Let's go back six years. As partner and executive creative director at Marcus Thomas, I had three CDs reporting to me. Jimmy was one of them, but at the time, the only difference between him and the other two was that he was also a partner.
Technically, as his boss, I was approving work, giving him bonuses, approving his vacations and nagging him about his time sheets and the 10,000 unread emails in his inbox. But since we are both partners at the agency, we really are more equal than not. We had passionate arguments about whether a bad client could become a good one (me: yes; him: no). We debated whether this idea was stronger than the other, and we deliberated the merits, or lack thereof, of briefs that came through.
Leap forward to 2017.
My kidney function had slowly degraded over 20 years to 19 percent by April. That's when my doctors put me on the national transplant registry and told me to start asking family and friends to consider donation. Having no idea how to ask people for an organ, I just started telling my story—that I would continue to decline and that I could no longer put in the hours that I had before, due to exhaustion.

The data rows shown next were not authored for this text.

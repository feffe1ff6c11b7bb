//! ---
//! smartbin_section: "02-core-pipeline"
//! smartbin_subsection: "module"
//! smartbin_type: "source"
//! smartbin_scope: "code"
//! smartbin_description: "Presentation-ready bin model."
//! smartbin_version: "v0.1.0"
//! smartbin_owner: "tbd"
//! ---
use serde::{Deserialize, Serialize};

use crate::status::{DeviceState, StatusMessage};
use crate::telemetry::NormalizedTelemetry;

pub const LIVE_BIN_NAME: &str = "Bin A (LIVE)";

/// RGBA map marker colour.
#[derive(Debug, Clone, Copy, PartialEq, Eq, Hash, Serialize, Deserialize)]
#[serde(transparent)]
pub struct MarkerColor(pub [u8; 4]);

impl MarkerColor {
    pub const LIVE: Self = Self([0, 0, 255, 200]);
    pub const SIMULATED: Self = Self([255, 0, 0, 200]);

    pub fn rgba(self) -> [u8; 4] {
        self.0
    }
}

/// One row of the fleet table.
#[derive(Debug, Clone, PartialEq, Serialize, Deserialize)]
pub struct BinViewModel {
    pub name: String,
    /// Occupancy in percent, 0 to 100.
    pub fill: f64,
    pub state: DeviceState,
    pub message: String,
    pub urgent: bool,
    pub lat: f64,
    pub lon: f64,
    pub live: bool,
    pub address: String,
    pub color: MarkerColor,
}

impl BinViewModel {
    /// View of the physical bin built from the latest normalised telemetry.
    pub fn live(telemetry: &NormalizedTelemetry, address: impl Into<String>) -> Self {
        let status = telemetry.state.message();
        Self {
            name: LIVE_BIN_NAME.to_owned(),
            fill: telemetry.fill,
            state: telemetry.state,
            message: status.to_string(),
            urgent: status.urgent,
            lat: telemetry.position.lat,
            lon: telemetry.position.lon,
            live: true,
            address: address.into(),
            color: MarkerColor::LIVE,
        }
    }

    pub(crate) fn simulated(
        name: String,
        fill: u8,
        status: StatusMessage,
        lat: f64,
        lon: f64,
        address: &str,
    ) -> Self {
        Self {
            name,
            fill: f64::from(fill),
            state: DeviceState::Simulated,
            message: status.to_string(),
            urgent: status.urgent,
            lat,
            lon,
            live: false,
            address: address.to_owned(),
            color: MarkerColor::SIMULATED,
        }
    }
}

#[cfg(test)]
mod tests {
    use super::*;
    use crate::telemetry::Coordinates;

    #[test]
    fn live_bin_is_blue_and_carries_status() {
        let telemetry = NormalizedTelemetry {
            position: Coordinates::new(5.404, 100.302),
            state: DeviceState::Jammed,
            fill: 97.5,
        };
        let bin = BinViewModel::live(&telemetry, "Jalan Sultan Ahmad Shah");
        assert_eq!(bin.name, "Bin A (LIVE)");
        assert_eq!(bin.color, MarkerColor::LIVE);
        assert_eq!(bin.color.rgba(), [0, 0, 255, 200]);
        assert!(bin.live);
        assert!(bin.urgent);
        assert!(bin.message.contains("pick up trash"));
        assert_eq!(bin.address, "Jalan Sultan Ahmad Shah");
    }

    #[test]
    fn marker_color_serializes_as_array() {
        let json = serde_json::to_string(&MarkerColor::SIMULATED).unwrap();
        assert_eq!(json, "[255,0,0,200]");
    }
}
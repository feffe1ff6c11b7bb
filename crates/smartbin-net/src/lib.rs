//! ---
//! smartbin_section: "05-networking-external-interfaces"
//! smartbin_subsection: "module"
//! smartbin_type: "source"
//! smartbin_scope: "code"
//! smartbin_description: "Network collaborators and the fleet REST API."
//! smartbin_version: "v0.1.0"
//! smartbin_owner: "tbd"
//! ---
#![warn(missing_docs)]
//! Concrete implementations of the telemetry store and geocoder seams, plus a
//! read-only REST surface publishing the latest fleet table.

pub mod bootstrap;
pub mod errors;
pub mod firebase;
pub mod geocode;
pub mod rest;

pub use bootstrap::{pipeline_from_config, pipeline_settings, DashboardPipeline};
pub use errors::NetError;
pub use firebase::FirebaseSource;
pub use geocode::NominatimGeocoder;
pub use rest::{FleetApiBuilder, FleetApiHandle, FleetProvider, FleetStatus, LatestFleet};
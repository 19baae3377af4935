//! Height field sampling
//!
//! Drives a `NoiseField` across the grid and records the observed range so the
//! classifier can normalize without a second pass.

use crate::noise_field::NoiseField;
use crate::tilemap::Tilemap;

/// Raw noise samples plus the running min/max seen while sampling.
///
/// Consumed once by classification.
#[derive(Clone, Debug)]
pub struct HeightField {
    pub data: Tilemap<f32>,
    pub min: f32,
    pub max: f32,
}

impl HeightField {
    /// Build a field from existing samples, computing the range.
    pub fn from_tilemap(data: Tilemap<f32>) -> Self {
        let mut min = f32::MAX;
        let mut max = f32::MIN;
        for (_, _, &h) in data.iter() {
            min = min.min(h);
            max = max.max(h);
        }
        Self { data, min, max }
    }

    pub fn width(&self) -> usize {
        self.data.width
    }

    pub fn height(&self) -> usize {
        self.data.height
    }

    pub fn range(&self) -> f32 {
        self.max - self.min
    }

    /// True when every sample is identical and normalization is undefined.
    pub fn is_flat(&self) -> bool {
        !(self.range() > 0.0)
    }

    /// Normalize a sample into [0, 1] against the observed range.
    /// A flat field normalizes to the midpoint.
    pub fn normalize(&self, value: f32) -> f32 {
        if self.is_flat() {
            return 0.5;
        }
        ((value - self.min) / self.range()).clamp(0.0, 1.0)
    }
}

/// Sample `noise` once per cell on the wrapped torus embedding.
pub fn sample_height_field(width: usize, height: usize, noise: &NoiseField) -> HeightField {
    let mut data = Tilemap::new_with(width, height, 0.0f32);
    let mut min = f32::MAX;
    let mut max = f32::MIN;

    for y in 0..height {
        for x in 0..width {
            let s = x as f64 / width as f64;
            let t = y as f64 / height as f64;
            let value = noise.sample(s, t) as f32;

            max = max.max(value);
            min = min.min(value);

            data.set(x, y, value);
        }
    }

    HeightField { data, min, max }
}
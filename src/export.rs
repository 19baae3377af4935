//! Serializable snapshot of a finished map
//!
//! Carries exactly what a renderer needs per tile: band, normalized height,
//! bitmask, collidable flag, and river membership.

use std::fs::File;
use std::io::{BufWriter, Write};
use std::path::Path;

use crate::climate::Biome;
use crate::error::Result;
use crate::rivers::{River, RiverReport};
use crate::tile::{HeightBand, RiverId, Tile};
use crate::world::World;

#[derive(Clone, Debug, PartialEq, serde::Serialize, serde::Deserialize)]
pub struct TileExport {
    pub x: usize,
    pub y: usize,
    pub band: HeightBand,
    pub height: f32,
    pub bitmask: u8,
    pub collidable: bool,
    pub rivers: Vec<RiverId>,
    pub river_size: u8,
    pub biome: Option<Biome>,
}

impl From<&Tile> for TileExport {
    fn from(tile: &Tile) -> Self {
        Self {
            x: tile.x,
            y: tile.y,
            band: tile.height_band,
            height: tile.height_value,
            bitmask: tile.bitmask,
            collidable: tile.collidable,
            rivers: tile.rivers.clone(),
            river_size: tile.river_size,
            biome: tile.biome,
        }
    }
}

/// Whole-map snapshot; tiles are in row-major order.
#[derive(Clone, Debug, PartialEq, serde::Serialize, serde::Deserialize)]
pub struct MapExport {
    pub width: usize,
    pub height: usize,
    pub seed: u64,
    pub land_groups: usize,
    pub water_groups: usize,
    pub rivers: Vec<River>,
    pub river_report: RiverReport,
    pub tiles: Vec<TileExport>,
}

impl MapExport {
    pub fn from_world(world: &World) -> Self {
        Self {
            width: world.width(),
            height: world.height(),
            seed: world.seeds.master,
            land_groups: world.regions.land.len(),
            water_groups: world.regions.water.len(),
            rivers: world.rivers.clone(),
            river_report: world.river_report,
            tiles: world.grid.iter().map(TileExport::from).collect(),
        }
    }
}

/// Write the world snapshot as JSON.
pub fn write_json(world: &World, path: impl AsRef<Path>) -> Result<()> {
    let file = File::create(path)?;
    let mut writer = BufWriter::new(file);
    serde_json::to_writer(&mut writer, &MapExport::from_world(world))?;
    writer.flush()?;
    Ok(())
}

#[cfg(test)]
mod tests {
    use super::*;
    use crate::config::GeneratorConfig;
    use crate::rivers::RiverParams;
    use crate::world::Generator;
    use tempfile::tempdir;

    #[test]
    fn test_write_json_matches_grid() {
        let config = GeneratorConfig {
            width: 12,
            height: 10,
            seed: 3,
            rivers: RiverParams {
                count: 2,
                min_length: 2,
                ..Default::default()
            },
            ..Default::default()
        };
        let world = Generator::run(config).unwrap();

        let dir = tempdir().unwrap();
        let path = dir.path().join("map.json");
        write_json(&world, &path).unwrap();

        let text = std::fs::read_to_string(&path).unwrap();
        let loaded: MapExport = serde_json::from_str(&text).unwrap();

        assert_eq!(loaded, MapExport::from_world(&world));
        assert_eq!(loaded.tiles.len(), 120);
        assert_eq!(loaded.tiles[13].x, 1);
        assert_eq!(loaded.tiles[13].y, 1);
        let tile = world.grid.get(5, 7);
        let exported = &loaded.tiles[7 * 12 + 5];
        assert_eq!(exported.band, tile.height_band);
        assert_eq!(exported.bitmask, tile.bitmask);
        assert_eq!(exported.collidable, tile.collidable);
    }
}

Because my family, friends and co-workers are awe-inspiring human beings, 13 of them tested to see if they were matches. Eleven were. My niece and then my husband went through rigorous physical and psychological testing. Neither passed, for pretty minor reasons. By this time, my function had dropped to 7 percent and I couldn't get through a day unless I had slept at least 10 hours.
Being a highly competitive person, Jimmy insisted on being tested next. After day one of testing, he sent me this text: "Just saw the nephrologist and he said my kidneys are like gold and I'm in perfect health."
The day after the transplant, my function spiked to 63 percent. Now, six years later, we are both doing well. I got a second chance at a healthy life free from dialysis. He got some unexpected health benefits that he shared in an article for the Wall Street Journal.
As far as the work relationship? The truth is, nothing has really changed.
We still disagree. We still debate. We are still passionate about making the work better. I still have to nag him about the 10,000 unread emails in his inbox.
But now I have a daily reminder about people's incredible capacity to be selfless, generous and kind. And that's something that gives me great solace in today's world.